# REQUIREMENT
Only the lines of the data below from the one with "assert_relative_eq!(p.x, 11.0, epsilon" through the one with "let m = TransformOp::Scale(Vec3::new(0.0, 2.0, 0.0)).matrix();" are wanted. Repeat them exactly.

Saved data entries
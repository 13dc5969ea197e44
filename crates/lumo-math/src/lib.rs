#![warn(missing_docs)]

//! Math types for the lumo ray-tracing core.
//!
//! Thin wrappers around nalgebra providing the domain types used throughout
//! the tracer — points, vectors, directions, 4x4 homogeneous matrices — plus
//! [`TransformOp`], the parameterized affine operation that every
//! transform chain is built from.

use nalgebra::{Matrix3, Matrix4, Unit, Vector3, Vector4};

/// A point in 3D space.
pub type Point3 = nalgebra::Point3<f64>;

/// A vector in 3D space.
pub type Vec3 = Vector3<f64>;

/// A unit (normalized) direction vector in 3D space.
pub type Dir3 = Unit<Vector3<f64>>;

/// A 4x4 homogeneous affine matrix.
pub type Mat4 = Matrix4<f64>;

/// Convert degrees to radians.
pub fn deg2rad(deg: f64) -> f64 {
    deg.to_radians()
}

/// Convert radians to degrees.
pub fn rad2deg(rad: f64) -> f64 {
    rad.to_degrees()
}

/// Degree-mode sine.
pub fn sind(angle: f64) -> f64 {
    deg2rad(angle).sin()
}

/// Degree-mode cosine.
pub fn cosd(angle: f64) -> f64 {
    deg2rad(angle).cos()
}

/// Degree-mode tangent.
pub fn tand(angle: f64) -> f64 {
    deg2rad(angle).tan()
}

/// Degree-mode inverse tangent.
pub fn atand(arg: f64) -> f64 {
    rad2deg(arg.atan())
}

/// Transform a point with a homogeneous matrix (w = 1, participates in
/// translation).
#[inline]
pub fn transform_point(m: &Mat4, p: &Point3) -> Point3 {
    let v = m * Vector4::new(p.x, p.y, p.z, 1.0);
    Point3::new(v.x, v.y, v.z)
}

/// Transform a direction with a homogeneous matrix (w = 0, does not
/// participate in translation).
#[inline]
pub fn transform_dir(m: &Mat4, v: &Vec3) -> Vec3 {
    let r = m * Vector4::new(v.x, v.y, v.z, 0.0);
    Vec3::new(r.x, r.y, r.z)
}

/// Rotation matrix about a coordinate axis (x = 0, y = 1, z = 2) by `angle`
/// radians, in the right-handed physical sense.
fn axis_rotation(axis: usize, angle: f64) -> Mat4 {
    let (s, c) = angle.sin_cos();
    let a1 = (axis + 1) % 3;
    let a2 = (axis + 2) % 3;
    let mut m = Mat4::identity();
    m[(a1, a1)] = c;
    m[(a1, a2)] = -s;
    m[(a2, a1)] = s;
    m[(a2, a2)] = c;
    m
}

/// Zero scale factors make the matrix singular, so they are silently
/// remapped to 1 (the POV-Ray convention).
#[inline]
fn nonzero_scale(s: f64) -> f64 {
    if s == 0.0 {
        1.0
    } else {
        s
    }
}

/// A single parameterized affine operation.
///
/// Each variant holds mutable numeric parameters and can produce its 4x4
/// matrix on demand from the current values. Operations are interpreted as
/// *physical* moves of the object about the world origin: an object at the
/// origin translated by `(1, 2, 3)` is afterwards located at `(1, 2, 3)`,
/// and an object 5 units out on the x axis rotated 90 degrees about z ends
/// up 5 units out on the y axis.
#[derive(Debug, Clone, PartialEq)]
pub enum TransformOp {
    /// Translation by a vector.
    Translate(Vec3),
    /// Non-uniform scale about the origin. Zero components are remapped
    /// to 1 rather than producing a singular matrix.
    Scale(Vec3),
    /// Uniform scale about the origin. Zero is remapped to 1.
    UniformScale(f64),
    /// Right-handed rotation about the x axis, in radians.
    RotateX(f64),
    /// Right-handed rotation about the y axis, in radians.
    RotateY(f64),
    /// Right-handed rotation about the z axis, in radians.
    RotateZ(f64),
    /// Rotation about x, then y, then z, each component in radians.
    RotateXyz(Vec3),
    /// Rotate the body so that `point_body` (a body-frame direction) maps
    /// onto `point_world`, while `toward_body` ends up as close as
    /// possible to `toward_world`.
    PointToward {
        /// Primary (point) direction in the body frame.
        point_body: Vec3,
        /// Primary (point) direction in the world frame.
        point_world: Vec3,
        /// Secondary (toward) constraint in the body frame.
        toward_body: Vec3,
        /// Secondary (toward) constraint in the world frame.
        toward_world: Vec3,
    },
    /// Place the body origin at `location` and point `point_body` at
    /// `look_at`, with `toward_body` kept as close as possible to
    /// `toward_world`. This is the POV-Ray `location`/`look_at` camera
    /// placement.
    LocationLookat {
        /// Body origin in world coordinates.
        location: Point3,
        /// World point the body is aimed at.
        look_at: Point3,
        /// Boresight direction in the body frame.
        point_body: Vec3,
        /// Secondary direction in the body frame.
        toward_body: Vec3,
        /// Secondary direction in the world frame (the POV-Ray `sky`).
        toward_world: Vec3,
    },
}

impl TransformOp {
    /// A `LocationLookat` with the conventional camera basis: boresight
    /// +z, secondary +y in the body frame and -z in the world frame.
    pub fn location_lookat(location: Point3, look_at: Point3) -> Self {
        TransformOp::LocationLookat {
            location,
            look_at,
            point_body: Vec3::new(0.0, 0.0, 1.0),
            toward_body: Vec3::new(0.0, 1.0, 0.0),
            toward_world: Vec3::new(0.0, 0.0, -1.0),
        }
    }

    /// Construct the matrix for this operation from its current
    /// parameters.
    pub fn matrix(&self) -> Mat4 {
        match *self {
            TransformOp::Translate(v) => {
                let mut m = Mat4::identity();
                m[(0, 3)] = v.x;
                m[(1, 3)] = v.y;
                m[(2, 3)] = v.z;
                m
            }
            TransformOp::Scale(v) => {
                let mut m = Mat4::identity();
                m[(0, 0)] = nonzero_scale(v.x);
                m[(1, 1)] = nonzero_scale(v.y);
                m[(2, 2)] = nonzero_scale(v.z);
                m
            }
            TransformOp::UniformScale(s) => {
                let s = nonzero_scale(s);
                let mut m = Mat4::identity();
                m[(0, 0)] = s;
                m[(1, 1)] = s;
                m[(2, 2)] = s;
                m
            }
            TransformOp::RotateX(angle) => axis_rotation(0, angle),
            TransformOp::RotateY(angle) => axis_rotation(1, angle),
            TransformOp::RotateZ(angle) => axis_rotation(2, angle),
            TransformOp::RotateXyz(v) => {
                axis_rotation(2, v.z) * axis_rotation(1, v.y) * axis_rotation(0, v.x)
            }
            TransformOp::PointToward {
                point_body,
                point_world,
                toward_body,
                toward_world,
            } => point_toward(&point_body, &point_world, &toward_body, &toward_world),
            TransformOp::LocationLookat {
                location,
                look_at,
                point_body,
                toward_body,
                toward_world,
            } => {
                let aim = point_toward(
                    &point_body,
                    &(look_at - location),
                    &toward_body,
                    &toward_world,
                );
                TransformOp::Translate(location.coords).matrix() * aim
            }
        }
    }
}

/// Rotation matrix that maps body direction `p_b` onto world direction
/// `p_r` while keeping body direction `t_b` as close as possible to world
/// direction `t_r`.
///
/// Both frames get an orthonormal basis `[p, s, u]` with
/// `s = normalize(p × t)` and `u = p × s`; since each basis matrix is
/// orthogonal the solution is `R * B^T` with no explicit inverse.
pub fn point_toward(p_b: &Vec3, p_r: &Vec3, t_b: &Vec3, t_r: &Vec3) -> Mat4 {
    let s_r = p_r.cross(t_r).normalize();
    let u_r = p_r.cross(&s_r).normalize();
    let r = Matrix3::from_columns(&[p_r.normalize(), s_r, u_r]);

    let s_b = p_b.cross(t_b).normalize();
    let u_b = p_b.cross(&s_b).normalize();
    let b = Matrix3::from_columns(&[p_b.normalize(), s_b, u_b]);

    let mut m = Mat4::identity();
    m.fixed_view_mut::<3, 3>(0, 0).copy_from(&(r * b.transpose()));
    m
}

/// Tolerance constants for geometric comparisons.
#[derive(Debug, Clone, Copy)]
pub struct Tolerance {
    /// Linear distance tolerance.
    pub linear: f64,
    /// Angular tolerance in radians.
    pub angular: f64,
}

impl Tolerance {
    /// Default tracer tolerances.
    pub const DEFAULT: Self = Self {
        linear: 1e-9,
        angular: 1e-9,
    };

    /// Check if two points are coincident within tolerance.
    pub fn points_equal(&self, a: &Point3, b: &Point3) -> bool {
        (a - b).norm() < self.linear
    }

    /// Check if a scalar distance is effectively zero.
    pub fn is_zero(&self, d: f64) -> bool {
        d.abs() < self.linear
    }
}

impl Default for Tolerance {
    fn default() -> Self {
        Self::DEFAULT
    }
}

#[cfg(test)]
mod tests {
    use super::*;
    use approx::assert_relative_eq;
    use std::f64::consts::PI;

    #[test]
    fn test_translate() {
        let m = TransformOp::Translate(Vec3::new(10.0, 20.0, 30.0)).matrix();
        let p = transform_point(&m, &Point3::new(1.0, 2.0, 3.0));
        assert_relative_eq!(p.x, 11.0, epsilon = 1e-12);
        assert_relative_eq!(p.y, 22.0, epsilon = 1e-12);
        assert_relative_eq!(p.z, 33.0, epsilon = 1e-12);
    }

    #[test]
    fn test_translate_ignores_directions() {
        let m = TransformOp::Translate(Vec3::new(10.0, 20.0, 30.0)).matrix();
        let v = transform_dir(&m, &Vec3::new(1.0, 2.0, 3.0));
        assert_relative_eq!(v.x, 1.0, epsilon = 1e-12);
        assert_relative_eq!(v.y, 2.0, epsilon = 1e-12);
        assert_relative_eq!(v.z, 3.0, epsilon = 1e-12);
    }

    #[test]
    fn test_rotate_z_90() {
        let m = TransformOp::RotateZ(PI / 2.0).matrix();
        let p = transform_point(&m, &Point3::new(1.0, 0.0, 0.0));
        assert_relative_eq!(p.x, 0.0, epsilon = 1e-12);
        assert_relative_eq!(p.y, 1.0, epsilon = 1e-12);
    }

    #[test]
    fn test_rotate_x_90() {
        let m = TransformOp::RotateX(PI / 2.0).matrix();
        let p = transform_point(&m, &Point3::new(0.0, 1.0, 0.0));
        assert_relative_eq!(p.y, 0.0, epsilon = 1e-12);
        assert_relative_eq!(p.z, 1.0, epsilon = 1e-12);
    }

    #[test]
    fn test_rotate_y_90() {
        let m = TransformOp::RotateY(PI / 2.0).matrix();
        let p = transform_point(&m, &Point3::new(0.0, 0.0, 1.0));
        assert_relative_eq!(p.x, 1.0, epsilon = 1e-12);
        assert_relative_eq!(p.z, 0.0, epsilon = 1e-12);
    }

    #[test]
    fn test_scale() {
        let m = TransformOp::Scale(Vec3::new(2.0, 3.0, 4.0)).matrix();
        let p = transform_point(&m, &Point3::new(1.0, 1.0, 1.0));
        assert_relative_eq!(p.x, 2.0, epsilon = 1e-12);
        assert_relative_eq!(p.y, 3.0, epsilon = 1e-12);
        assert_relative_eq!(p.z, 4.0, epsilon = 1e-12);
    }

    #[test]
    fn test_zero_scale_remapped_to_one() {
        let m = TransformOp::Scale(Vec3::new(0.0, 2.0, 0.0)).matrix();
        let p = transform_point(&m, &Point3::new(1.0, 1.0, 1.0));
        assert_relative_eq!(p.x, 1.0, epsilon = 1e-12);
        assert_relative_eq!(p.y, 2.0, epsilon = 1e-12);
        assert_relative_eq!(p.z, 1.0, epsilon = 1e-12);
        // The remapped matrix must stay invertible.
        assert!(m.try_inverse().is_some());

        let u = TransformOp::UniformScale(0.0).matrix();
        assert_relative_eq!(u[(0, 0)], 1.0, epsilon = 1e-12);
    }

    #[test]
    fn test_rotate_xyz_order() {
        // x then y then z must match the explicit product.
        let v = Vec3::new(0.3, -0.7, 1.1);
        let combined = TransformOp::RotateXyz(v).matrix();
        let explicit = TransformOp::RotateZ(v.z).matrix()
            * TransformOp::RotateY(v.y).matrix()
            * TransformOp::RotateX(v.x).matrix();
        assert_relative_eq!(combined, explicit, epsilon = 1e-12);
    }

    #[test]
    fn test_point_toward_shuttle() {
        // Thrust axis 13 degrees below body x, commanded 30 degrees above
        // the horizon at azimuth 80 degrees, heads-down.
        let p_b = Vec3::new(cosd(13.0), 0.0, -sind(13.0));
        let t_b = Vec3::new(0.0, 0.0, 1.0);
        let p_r = Vec3::new(cosd(30.0) * sind(80.0), cosd(30.0) * cosd(80.0), sind(30.0));
        let t_r = Vec3::new(0.0, 0.0, -1.0);

        let m = point_toward(&p_b, &p_r, &t_b, &t_r);
        let mapped = transform_dir(&m, &p_b);
        assert_relative_eq!(mapped.x, p_r.x, epsilon = 1e-9);
        assert_relative_eq!(mapped.y, p_r.y, epsilon = 1e-9);
        assert_relative_eq!(mapped.z, p_r.z, epsilon = 1e-9);

        // The toward constraint cannot be met exactly; the mapped toward
        // vector lands in the plane of p_r and t_r.
        let mapped_t = transform_dir(&m, &t_b);
        let plane_normal = p_r.cross(&t_r);
        assert_relative_eq!(mapped_t.dot(&plane_normal), 0.0, epsilon = 1e-9);
    }

    #[test]
    fn test_location_lookat_places_origin() {
        let loc = Point3::new(1.0, 2.0, 3.0);
        let m = TransformOp::location_lookat(loc, Point3::new(10.0, 2.0, 3.0)).matrix();
        let origin = transform_point(&m, &Point3::origin());
        assert_relative_eq!(origin.x, loc.x, epsilon = 1e-12);
        assert_relative_eq!(origin.y, loc.y, epsilon = 1e-12);
        assert_relative_eq!(origin.z, loc.z, epsilon = 1e-12);
    }

    #[test]
    fn test_location_lookat_aims_boresight() {
        let loc = Point3::new(-5.0, 0.0, 0.0);
        let target = Point3::origin();
        let m = TransformOp::location_lookat(loc, target).matrix();
        // Body +z is the boresight; it must map onto the direction from
        // location to look_at.
        let bore = transform_dir(&m, &Vec3::new(0.0, 0.0, 1.0));
        let want = (target - loc).normalize();
        assert_relative_eq!(bore.normalize().dot(&want), 1.0, epsilon = 1e-9);
    }

    #[test]
    fn test_degree_helpers() {
        assert_relative_eq!(sind(90.0), 1.0, epsilon = 1e-12);
        assert_relative_eq!(cosd(180.0), -1.0, epsilon = 1e-12);
        assert_relative_eq!(tand(45.0), 1.0, epsilon = 1e-12);
        assert_relative_eq!(atand(1.0), 45.0, epsilon = 1e-12);
        assert_relative_eq!(rad2deg(deg2rad(123.4)), 123.4, epsilon = 1e-12);
    }
}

# EXERCISE OUTPUT
        assert_relative_eq!(p.x, 11.0, epsilon = 1e-12);
        assert_relative_eq!(p.y, 22.0, epsilon = 1e-12);
        assert_relative_eq!(p.z, 33.0, epsilon = 1e-12);
    }

    #[test]
    fn test_translate_ignores_directions() {
        let m = TransformOp::Translate(Vec3::new(10.0, 20.0, 30.0)).matrix();
        let v = transform_dir(&m, &Vec3::new(1.0, 2.0, 3.0));
        assert_relative_eq!(v.x, 1.0, epsilon = 1e-12);
        assert_relative_eq!(v.y, 2.0, epsilon = 1e-12);
        assert_relative_eq!(v.z, 3.0, epsilon = 1e-12);
    }

    #[test]
    fn test_rotate_z_90() {
        let m = TransformOp::RotateZ(PI / 2.0).matrix();
        let p = transform_point(&m, &Point3::new(1.0, 0.0, 0.0));
        assert_relative_eq!(p.x, 0.0, epsilon = 1e-12);
        assert_relative_eq!(p.y, 1.0, epsilon = 1e-12);
    }

    #[test]
    fn test_rotate_x_90() {
        let m = TransformOp::RotateX(PI / 2.0).matrix();
        let p = transform_point(&m, &Point3::new(0.0, 1.0, 0.0));
        assert_relative_eq!(p.y, 0.0, epsilon = 1e-12);
        assert_relative_eq!(p.z, 1.0, epsilon = 1e-12);
    }

    #[test]
    fn test_rotate_y_90() {
        let m = TransformOp::RotateY(PI / 2.0).matrix();
        let p = transform_point(&m, &Point3::new(0.0, 0.0, 1.0));
        assert_relative_eq!(p.x, 1.0, epsilon = 1e-12);
        assert_relative_eq!(p.z, 0.0, epsilon = 1e-12);
    }

    #[test]
    fn test_scale() {
        let m = TransformOp::Scale(Vec3::new(2.0, 3.0, 4.0)).matrix();
        let p = transform_point(&m, &Point3::new(1.0, 1.0, 1.0));
        assert_relative_eq!(p.x, 2.0, epsilon = 1e-12);
        assert_relative_eq!(p.y, 3.0, epsilon = 1e-12);
        assert_relative_eq!(p.z, 4.0, epsilon = 1e-12);
    }

    #[test]
    fn test_zero_scale_remapped_to_one() {
        let m = TransformOp::Scale(Vec3::new(0.0, 2.0, 0.0)).matrix();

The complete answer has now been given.